TAHRîM SÛRESİ: Medinede inmiş olup 12 ayettir. Adını sûrenin baş kısmındaki konudan almıştır. İslam devletinin imkânlarının artmasıyla müslümanların hayat şartları nisbeten iyileşip ezvac-ı tahirat da daha iyi şartlar isteyince Hz. Peygamber onlara ders vermek üzere îla yapıp bir ay onlara yaklaşmadı. Sûrenin ikinci kısmı, hak yolu tutanların muvaffak olacaklarını bildirir, iyi ve kötü ailelere tarihten misal getirilir.
Bismillahirrahmanirrahim.
1 – Ey Peygamber!
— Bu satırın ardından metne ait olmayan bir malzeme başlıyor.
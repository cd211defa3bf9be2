// Process-wide capture subsystem lifecycle
//
// The native media runtime must be started once before any device session and
// shut down once after the last one. The installed runtime doubles as the
// "initialized" flag; only `initialize_with` and `teardown` touch it.

use std::sync::{Mutex, MutexGuard, PoisonError};

use super::backend::BackendError;

/// Subsystem lifecycle errors.
#[derive(Debug, Clone, PartialEq, Eq, thiserror::Error)]
pub enum SubsystemError {
    /// `initialize` was called while a runtime is already installed.
    #[error("capture subsystem is already initialized")]
    AlreadyInitialized,
    /// The native runtime failed to start.
    #[error("failed to initialize capture runtime")]
    Runtime(#[from] BackendError),
}

/// A process-wide native media runtime.
pub trait Runtime: Send {
    fn startup(&mut self) -> Result<(), BackendError>;

    /// Undo a successful `startup`.
    fn shutdown(&mut self);
}

static SUBSYSTEM: Mutex<Option<Box<dyn Runtime>>> = Mutex::new(None);

fn state() -> MutexGuard<'static, Option<Box<dyn Runtime>>> {
    SUBSYSTEM.lock().unwrap_or_else(PoisonError::into_inner)
}

/// Start the platform's default media runtime.
///
/// Not idempotent: a second call before `teardown` returns
/// [`SubsystemError::AlreadyInitialized`] and leaves the running runtime alone.
pub fn initialize() -> Result<(), SubsystemError> {
    initialize_with(super::PlatformRuntime::default())
}

/// Start and install a specific runtime.
///
/// On failure nothing is installed and the subsystem stays uninitialized.
pub fn initialize_with(runtime: impl Runtime + 'static) -> Result<(), SubsystemError> {
    let mut state = state();
    if state.is_some() {
        return Err(SubsystemError::AlreadyInitialized);
    }

    let mut runtime = Box::new(runtime);
    runtime.startup().map_err(|err| {
        tracing::debug!("capture runtime startup failed: {err}");
        SubsystemError::Runtime(err)
    })?;

    tracing::debug!("capture subsystem initialized");
    *state = Some(runtime);
    Ok(())
}

/// Shut the installed runtime down. No-op if never initialized.
pub fn teardown() {
    if let Some(mut runtime) = state().take() {
        runtime.shutdown();
        tracing::debug!("capture subsystem torn down");
    }
}

pub fn is_initialized() -> bool {
    state().is_some()
}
Niçin eşlerini memnun etmek için sen kendini sıkıntıya sokup Allahın sana helal kıldığı şeyleri nefsine âdeta haram kılıyor, kendini onlardan mahrum bırakıyorsun? Bilirsin ki Allah Gafûrdur, Rahimdir. (Senin bu zelleni de bağışlar. Sana olan bu tarizi, senin yüce makamını titizlikle korumasındandır.) Bu ayet-i kerimede geçen haram kılmadan ne kastedildiği, sözlü bir yemin mi yoksa sadece fiili bir geri durma mı sözkonusu olduğu hakkında geniş bilgi tefsirlerde yer alır. Ayrıca Peygamberimizin verdiği sır ne idi? 3. ayette “sır olarak bir söz (hadîsen)” buyurulmasından burada, yapılan bir işten ziyade, Hz. Peygamberin bir hanımına verdiği bir sırrın konu teşkil ettiği anlaşılmaktadır. Fakat ne o hanımın isminin açıklanmasına, ne de bu sözün ne olduğunun bildirilmesine bir sebep olmadığı için, Allah Teala bunu bildirmemiş, böylece bir nevi aile sırlarını bilenlerin de onları yaymalarının doğru olmadığını hatırlatmıştır. (Buna rağmen tefsirlerde, bu söz hakkında üç rivayet vardır: İlgili hanımın Hz. Hafsa olduğu hakkında, ittifak edilmiştir.) 1-Peygamberin bal şerbeti içmemeye yemin etmesi. 2-Zayıf senedli bir rivayet olarak Mariye’ye yaklaşmayacağına dair yemini. 3-Hilafetin Hz. Ebu Bekir, sonra da Hz. Ömere geçeceğine dair verdiği sır. Fakat asıl nüzül sebebi, Peygamberimizin, hanımlarına daha bir keyfiyet kazandırmak gayesiyle îla yaparak bir ay süre ile uzlete çekilmesidir.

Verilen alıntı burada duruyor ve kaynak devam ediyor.